Chronic cognitive deficits and long-term histopathological alterations following contusive brain injury in the immature rat

Although diffuse axonal injury is the primary pathology in pediatric brain trauma, the additional presence of focal contusions may contribute to the poor prognosis in brain-injured children younger than 4 years of age. Because existing models of pediatric brain trauma focus on diffuse brain injury, a model of contusive brain trauma was developed using postnatal day (PND) 11 and 17 rats, ages that are neurologically equivalent to a human infant and toddler, respectively. Closed head injury was modeled by subjecting the intact skull over the left parietal cortex of the immature rat to an impact with a metal-tipped indenter. Brain trauma on PND11 or PND17 led to significant spatial learning deficits at 28 days post-injury, compared to age-matched control rats (p < 0.05). Although both groups of rats sustained skull fractures on impact, the histopathologic response of the brain was distinctly age-dependent. At 3 days post-injury in PND11 rats, the cortex below the impact site was contused and hemorrhagic, and contained reactive astrocytes, while the subcortical white matter and thalamus contained injured (swollen) axons.
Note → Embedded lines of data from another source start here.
use std::io;
use std::time::{Duration, Instant};

use log::{debug, warn};

use crate::error::{Error, Result};
use crate::frame::CommandFrame;
use crate::status::{STATUS_FRAME_LEN, StatusCheck, StatusFrame};
use crate::transport::{Delay, DirectionLine, Transport};

pub const DEFAULT_BAUD: u32 = 9600;

/// Bus timing. Defaults are the A131 requirements at 9600 8N1.
#[derive(Debug, Clone, PartialEq, Eq)]
pub struct Timing {
    pub baud: u32,
    /// start + 8 data + stop
    pub bits_per_byte: u32,
    /// transceiver switch time after asserting the transmit line
    pub settle_ms: u64,
    /// bus idle time required after every command
    pub guard_ms: u64,
    /// upper bound for receiving a whole status frame
    pub read_timeout: Duration,
}

impl Default for Timing {
    fn default() -> Self {
        Timing {
            baud: DEFAULT_BAUD,
            bits_per_byte: 10,
            settle_ms: 1,
            guard_ms: 50,
            read_timeout: Duration::from_secs(1),
        }
    }
}

impl Timing {
    /// Time for `len` bytes to leave the UART, rounded up to whole ms.
    pub fn drain_ms(&self, len: usize) -> u64 {
        let bits = len as u64 * self.bits_per_byte as u64 * 1000;
        bits.div_ceil(self.baud.max(1) as u64)
    }
}

/// One RS485 bus with its direction line and clock.
///
/// `send` and `read_status` each take `&mut self` for their whole duration,
/// so a caller holding the link cannot interleave two bus sequences.
pub struct HalfDuplex<T, L, D> {
    transport: T,
    line: L,
    delay: D,
    timing: Timing,
}

impl<T: Transport, L: DirectionLine, D: Delay> HalfDuplex<T, L, D> {
    pub fn new(transport: T, line: L, delay: D, timing: Timing) -> Self {
        HalfDuplex {
            transport,
            line,
            delay,
            timing,
        }
    }

    pub fn timing(&self) -> &Timing {
        &self.timing
    }

    /// Transmit `frame`, then hand the bus back to the drive.
    pub fn send(&mut self, frame: &CommandFrame) -> Result<()> {
        if let Err(e) = frame.verify() {
            warn!("sending frame with stale trailer: {e}");
        }
        debug!("tx {:02X?}", frame.as_bytes());

        self.line.assert_transmit()?;
        self.delay.delay_ms(self.timing.settle_ms);

        let written = self.transport.write_all(frame.as_bytes());
        if written.is_ok() {
            self.delay.delay_ms(self.timing.drain_ms(frame.len()));
        }
        // release the bus even when the write failed
        self.line.deassert_transmit()?;
        written?;

        self.delay.delay_ms(self.timing.guard_ms);
        Ok(())
    }

    /// Drop whatever is buffered, then block for the next complete status
    /// frame, at most `timing.read_timeout`.
    pub fn read_status(&mut self, check: StatusCheck) -> Result<StatusFrame> {
        let mut dropped = 0usize;
        while self.transport.readable()? {
            self.transport.read_byte(self.timing.read_timeout)?;
            dropped += 1;
        }
        if dropped > 0 {
            debug!("dropped {dropped} stale bytes");
        }

        let deadline = Instant::now() + self.timing.read_timeout;
        let mut bytes = [0u8; STATUS_FRAME_LEN];
        for (received, slot) in bytes.iter_mut().enumerate() {
            let timeout = Error::ResponseTimeout {
                received,
                expected: STATUS_FRAME_LEN,
            };
            let remaining = deadline.saturating_duration_since(Instant::now());
            if remaining.is_zero() {
                return Err(timeout);
            }
            *slot = match self.transport.read_byte(remaining) {
                Ok(byte) => byte,
                Err(e) if e.kind() == io::ErrorKind::TimedOut => return Err(timeout),
                Err(e) => return Err(e.into()),
            };
        }

        let frame = StatusFrame::from_bytes(bytes);
        debug!("rx {:02X?}", frame.as_bytes());
        if check == StatusCheck::Strict {
            frame.validate()?;
        }
        Ok(frame)
    }
}
/// XOR/ADD trailer used by the A131 family on both directions of the bus.
///
/// `xor` folds every payload byte, `add` is the byte-truncated sum of the
/// payload plus `xor` itself.
#[derive(Debug, Clone, Copy, PartialEq, Eq)]
pub struct Checksum {
    pub xor: u8,
    pub add: u8,
}

impl Checksum {
    pub fn over(payload: &[u8]) -> Self {
        let xor = payload.iter().fold(0u8, |acc, &b| acc ^ b);
        let add = payload.iter().fold(xor, |acc, &b| acc.wrapping_add(b));
        Checksum { xor, add }
    }

    /// Trailer bytes in wire order.
    pub fn to_bytes(self) -> [u8; 2] {
        [self.xor, self.add]
    }

    pub fn as_u16(self) -> u16 {
        u16::from_be_bytes(self.to_bytes())
    }
}

/// CRC-16/MODBUS (reflected poly 0xA001, init 0xFFFF).
pub fn crc16_modbus(data: &[u8]) -> u16 {
    let mut crc: u16 = 0xFFFF;

    for &byte in data {
        crc ^= byte as u16;
        for _ in 0..8 {
            let lsb_set = (crc & 0x0001) != 0;
            crc >>= 1;
            if lsb_set {
                crc ^= 0xA001;
            }
        }
    }

    crc
}

/// The two trailer algorithms found on RS485 spindle drives. They are not
/// interchangeable: a frame stamped with one is garbage to a drive expecting
/// the other.
#[derive(Debug, Clone, Copy, PartialEq, Eq)]
pub enum ChecksumStrategy {
    XorAdd,
    ModbusCrc16,
}

impl ChecksumStrategy {
    /// Two trailer bytes for `data`, in the order they go on the wire.
    pub fn trailer(self, data: &[u8]) -> [u8; 2] {
        match self {
            ChecksumStrategy::XorAdd => Checksum::over(data).to_bytes(),
            // Modbus RTU sends the CRC low byte first
            ChecksumStrategy::ModbusCrc16 => crc16_modbus(data).to_le_bytes(),
        }
    }
}

#[derive(Debug, Clone, Copy, PartialEq, Eq)]
pub enum DriveFamily {
    /// A131 panel protocol: unaddressed 9/13 byte frames
    A131,
    /// generic Modbus RTU drives
    ModbusRtu,
}

impl DriveFamily {
    pub fn checksum_strategy(self) -> ChecksumStrategy {
        match self {
            DriveFamily::A131 => ChecksumStrategy::XorAdd,
            DriveFamily::ModbusRtu => ChecksumStrategy::ModbusCrc16,
        }
    }
}
use std::sync::{Mutex, MutexGuard, PoisonError};

use log::info;

use crate::error::Result;
use crate::frame::{ChecksumPolicy, Direction, build_power_frame, build_speed_frame};
use crate::link::HalfDuplex;
use crate::status::{StatusCheck, StatusFrame};
use crate::transport::{Delay, DirectionLine, Transport};

struct Inner<T, L, D> {
    link: HalfDuplex<T, L, D>,
    on: bool,
    last_rpm: Option<u32>,
}

/// Front end for one A131 drive.
///
/// The bus and the spindle state sit behind one mutex, held for a whole
/// transmit or receive sequence, so the controller can be shared between
/// threads without two sequences interleaving on the wire.
pub struct SpindleController<T, L, D> {
    inner: Mutex<Inner<T, L, D>>,
    policy: ChecksumPolicy,
    check: StatusCheck,
}

impl<T: Transport, L: DirectionLine, D: Delay> SpindleController<T, L, D> {
    /// Starts in the off state; nothing is sent.
    pub fn new(link: HalfDuplex<T, L, D>, policy: ChecksumPolicy, check: StatusCheck) -> Self {
        SpindleController {
            inner: Mutex::new(Inner {
                link,
                on: false,
                last_rpm: None,
            }),
            policy,
            check,
        }
    }

    fn lock(&self) -> MutexGuard<'_, Inner<T, L, D>> {
        // state stays consistent across a panic: flags only change after a send succeeds
        self.inner.lock().unwrap_or_else(PoisonError::into_inner)
    }

    pub fn turn_on(&self) -> Result<()> {
        let mut inner = self.lock();
        inner
            .link
            .send(&build_power_frame(Direction::Clockwise, self.policy))?;
        inner.on = true;
        Ok(())
    }

    pub fn turn_off(&self) -> Result<()> {
        let mut inner = self.lock();
        inner
            .link
            .send(&build_power_frame(Direction::Off, self.policy))?;
        inner.on = false;
        Ok(())
    }

    /// Sent whether or not the spindle runs; the drive decides what to do with it.
    pub fn set_speed(&self, target_rpm: u32) -> Result<()> {
        let mut inner = self.lock();
        inner
            .link
            .send(&build_speed_frame(target_rpm, self.policy))?;
        inner.last_rpm = Some(target_rpm);
        Ok(())
    }

    /// Next status frame broadcast by the drive.
    pub fn read_status(&self) -> Result<StatusFrame> {
        self.lock().link.read_status(self.check)
    }

    pub fn report_speed(&self) -> Result<u32> {
        let rpm = self.read_status()?.rpm();
        info!("current spindle speed: {rpm} rpm");
        Ok(rpm)
    }

    pub fn is_on(&self) -> bool {
        self.lock().on
    }

    pub fn last_commanded_rpm(&self) -> Option<u32> {
        self.lock().last_rpm
    }
}

#[cfg(test)]
mod tests {
    use super::*;
    use crate::error::Error;
    use crate::link::Timing;
    use crate::transport::mock::{Event, Log, MockBus, MockDelay, MockLine, bench};
    use std::sync::Arc;

    fn controller_with(
        bus: MockBus,
        line: MockLine,
        delay: MockDelay,
    ) -> SpindleController<MockBus, MockLine, MockDelay> {
        SpindleController::new(
            HalfDuplex::new(bus, line, delay, Timing::default()),
            ChecksumPolicy::Fresh,
            StatusCheck::Strict,
        )
    }

    fn writes(log: &Log) -> Vec<Vec<u8>> {
        log.events()
            .into_iter()
            .filter_map(|e| match e {
                Event::Write(bytes) => Some(bytes),
                _ => None,
            })
            .collect()
    }

    #[test]
    fn starts_off_and_silent() {
        let (bus, line, delay, log) = bench();
        let spindle = controller_with(bus, line, delay);
        assert!(!spindle.is_on());
        assert_eq!(spindle.last_commanded_rpm(), None);
        assert!(log.events().is_empty());
    }

    #[test]
    fn on_off_cycle_updates_state_and_wire() {
        let (bus, line, delay, log) = bench();
        let spindle = controller_with(bus, line, delay);

        spindle.turn_on().unwrap();
        assert!(spindle.is_on());
        spindle.turn_off().unwrap();
        assert!(!spindle.is_on());

        assert_eq!(
            writes(&log),
            vec![
                vec![0x00, 0x55, 0x00, 0x00, 0x00, 0x01, 0x54, 0xAA, 0xFF],
                vec![0x00, 0x55, 0x00, 0x00, 0x01, 0x01, 0x55, 0xAC, 0xFF],
            ]
        );
    }

    #[test]
    fn speed_is_sent_in_either_state() {
        let (bus, line, delay, log) = bench();
        let spindle = controller_with(bus, line, delay);

        spindle.set_speed(3000).unwrap();
        assert!(!spindle.is_on());
        assert_eq!(spindle.last_commanded_rpm(), Some(3000));

        spindle.turn_on().unwrap();
        spindle.set_speed(6000).unwrap();
        assert!(spindle.is_on());

        let sent = writes(&log);
        assert_eq!(sent.len(), 3);
        assert_eq!(&sent[0][3..5], &[0x13, 0x88]);
        assert_eq!(&sent[2][3..5], &[0x27, 0x10]);
    }

    #[test]
    fn failed_transmission_keeps_state() {
        let (mut bus, line, delay, _log) = bench();
        bus.fail_writes = true;
        let spindle = controller_with(bus, line, delay);

        assert!(matches!(spindle.turn_on(), Err(Error::Transport(_))));
        assert!(!spindle.is_on());
        assert!(matches!(spindle.set_speed(1200), Err(Error::Transport(_))));
        assert_eq!(spindle.last_commanded_rpm(), None);
    }

    #[test]
    fn report_speed_decodes_broadcast() {
        let (mut bus, line, delay, log) = bench();
        bus.buffered.extend([0x55, 0x00, 0xFF]);
        bus.arriving
            .extend(StatusFrame::encode([1, 0, 0, 0, 0], 0x22).as_bytes());
        let spindle = controller_with(bus, line, delay);

        assert_eq!(spindle.report_speed().unwrap(), 60);
        assert!(writes(&log).is_empty());
        assert!(!spindle.is_on());
    }

    #[test]
    fn report_speed_without_drive_times_out() {
        let (bus, line, delay, _log) = bench();
        let spindle = controller_with(bus, line, delay);
        assert!(matches!(
            spindle.report_speed(),
            Err(Error::ResponseTimeout { received: 0, .. })
        ));
    }

    #[test]
    fn concurrent_commands_do_not_interleave() {
        let (bus, line, delay, log) = bench();
        let spindle = Arc::new(controller_with(bus, line, delay));

        let handles: Vec<_> = (1..=4u32)
            .map(|n| {
                let spindle = Arc::clone(&spindle);
                std::thread::spawn(move || spindle.set_speed(n * 600).unwrap())
            })
            .collect();
        for handle in handles {
            handle.join().unwrap();
        }

        let events = log.events();
        assert_eq!(events.len(), 4 * 6);
        for sequence in events.chunks(6) {
            assert_eq!(sequence[0], Event::Assert);
            assert_eq!(sequence[1], Event::Delay(1));
            assert!(matches!(sequence[2], Event::Write(_)));
            assert_eq!(sequence[3], Event::Delay(10));
            assert_eq!(sequence[4], Event::Deassert);
            assert_eq!(sequence[5], Event::Delay(50));
        }
    }
}
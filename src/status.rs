//! Status frame the drive broadcasts on its own, several times a second.
//!
//! Layout (13 bytes):
//! [0]     0x00
//! [1]     0x55
//! [2..7)  D1..D5, digits of the panel display, D1 most significant
//! [7]     D6, indicator LEDs
//! [8]     0x01
//! [9]     0x00
//! [10]    XOR of [1..10)
//! [11]    ADD, sum of [1..10) plus XOR
//! [12]    0xFF

use crate::checksum::Checksum;
use crate::error::{Error, Result};

pub const STATUS_FRAME_LEN: usize = 13;

const FIXED_BYTES: [(usize, u8); 5] = [(0, 0x00), (1, 0x55), (8, 0x01), (9, 0x00), (12, 0xFF)];

/// How much a received status frame is trusted.
#[derive(Debug, Clone, Copy, PartialEq, Eq, Default)]
pub enum StatusCheck {
    /// fixed bytes, digit range and trailer must all be right
    #[default]
    Strict,
    /// decode whatever arrived
    Lenient,
}

/// D6 indicator byte.
#[derive(Debug, Clone, Copy, PartialEq, Eq)]
pub struct Indicators(u8);

impl Indicators {
    pub fn bits(self) -> u8 {
        self.0
    }

    fn bit(self, n: u8) -> bool {
        self.0 & (1 << n) != 0
    }

    pub fn fault(self) -> bool {
        self.bit(0)
    }

    pub fn clockwise(self) -> bool {
        self.bit(1)
    }

    pub fn anticlockwise(self) -> bool {
        self.bit(2)
    }

    pub fn analog_input(self) -> bool {
        self.bit(3)
    }

    pub fn multi_segment(self) -> bool {
        self.bit(4)
    }

    pub fn panel(self) -> bool {
        self.bit(5)
    }

    pub fn external_signal(self) -> bool {
        self.bit(6)
    }
}

#[derive(Debug, Clone, PartialEq, Eq)]
pub struct StatusFrame {
    bytes: [u8; STATUS_FRAME_LEN],
}

impl StatusFrame {
    pub fn from_bytes(bytes: [u8; STATUS_FRAME_LEN]) -> Self {
        StatusFrame { bytes }
    }

    /// Well-formed frame showing `digits` with indicator byte `d6`, as the
    /// drive would send it.
    pub fn encode(digits: [u8; 5], d6: u8) -> Self {
        let mut bytes = [0u8; STATUS_FRAME_LEN];
        for (index, value) in FIXED_BYTES {
            bytes[index] = value;
        }
        bytes[2..7].copy_from_slice(&digits);
        bytes[7] = d6;
        let trailer = Checksum::over(&bytes[1..10]).to_bytes();
        bytes[10..12].copy_from_slice(&trailer);
        StatusFrame { bytes }
    }

    pub fn as_bytes(&self) -> &[u8; STATUS_FRAME_LEN] {
        &self.bytes
    }

    /// D1..D5
    pub fn digits(&self) -> [u8; 5] {
        [
            self.bytes[2],
            self.bytes[3],
            self.bytes[4],
            self.bytes[5],
            self.bytes[6],
        ]
    }

    pub fn indicators(&self) -> Indicators {
        Indicators(self.bytes[7])
    }

    pub fn validate(&self) -> Result<()> {
        for (index, value) in FIXED_BYTES {
            if self.bytes[index] != value {
                return Err(Error::ProtocolFraming(format!(
                    "byte {} is 0x{:02X}, expected 0x{:02X}",
                    index + 1,
                    self.bytes[index],
                    value
                )));
            }
        }

        if let Some(digit) = self.digits().iter().find(|&&d| d > 9) {
            return Err(Error::ProtocolFraming(format!(
                "display digit 0x{digit:02X} out of range"
            )));
        }

        let expected = Checksum::over(&self.bytes[1..10]);
        if expected.to_bytes() != [self.bytes[10], self.bytes[11]] {
            return Err(Error::ProtocolFraming(format!(
                "trailer {:02X} {:02X}, expected {:02X} {:02X}",
                self.bytes[10], self.bytes[11], expected.xor, expected.add
            )));
        }

        Ok(())
    }

    /// Display value weighted D1*100 + D2*10 + D3 + D4/10 + D5/100, the
    /// fractional digits included before truncating to an integer.
    pub fn frequency_raw(&self) -> u32 {
        let [d1, d2, d3, d4, d5] = self.digits().map(u32::from);
        // hundredths, so the sub-integer digits are exact
        let centi = d1 * 10_000 + d2 * 1_000 + d3 * 100 + d4 * 10 + d5;
        centi / 100
    }

    /// Spindle speed, dividing before multiplying like [`crate::frame::rpm_to_deci_hz`].
    pub fn rpm(&self) -> u32 {
        self.frequency_raw() / 100 * 60
    }
}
At 14 and 28 days post-injury, the cortex, white matter, and hippocampus were substantially atrophied, and the lateral ventricle was enlarged. In contrast, in PND17 rats, the contused cortex observed at 3 days post-injury matured into a pronounced cavity lined with a glia limitans at 14 days; reactive astrocytes were present in both the hippocampus and thalamus up to 28 days post-injury. No evidence of traumatic axonal injury was observed in any region of the brain-injured PND17 rat. These data suggest that contusive brain trauma in the immature rat is associated with chronic cognitive deficits, but underscore the effect of the age-at-injury on behavioral and histopathologic outcomes.